WORK ITEM: Pick every line from the data below that contains the string "axum" and copy it.

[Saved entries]
mod health;
mod progress;
mod ratings;
mod reviews;
mod sessions;
mod wordbooks;

use axum::response::{IntoResponse, Response};
use axum::routing::{get, post};
use axum::Router;

use crate::response::AppError;
use crate::state::AppState;

pub fn router(state: AppState) -> Router {
    Router::new()
        .nest("/health", health::router())
        .route("/api/ratings", get(ratings::list))
        .route("/api/wordbooks/:set_id/words", post(wordbooks::register_words))
        .route("/api/progress", get(progress::stats).delete(progress::reset))
        .route("/api/progress/:word_id", get(progress::get_one))
        .route("/api/reviews", post(reviews::submit))
        .route("/api/reviews/due", get(reviews::due))
        .route("/api/sessions", post(sessions::start))
        .route("/api/sessions/:id", get(sessions::get_one))
        .route("/api/sessions/:id/finish", post(sessions::finish))
        .fallback(fallback_handler)
        .with_state(state)
}

async fn fallback_handler() -> Response {
    AppError::not_found("接口不存在").into_response()
}

/// `None` for a missing or blank query value.
fn non_blank(value: Option<String>) -> Option<String> {
    value
        .map(|v| v.trim().to_string())
        .filter(|v| !v.is_empty())
}

fn require_user(user_id: Option<String>) -> Result<String, AppError> {
    non_blank(user_id).ok_or_else(|| AppError::validation("userId is required"))
}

EXPECTED ANSWER:
use axum::response::{IntoResponse, Response};
use axum::routing::{get, post};
use axum::Router;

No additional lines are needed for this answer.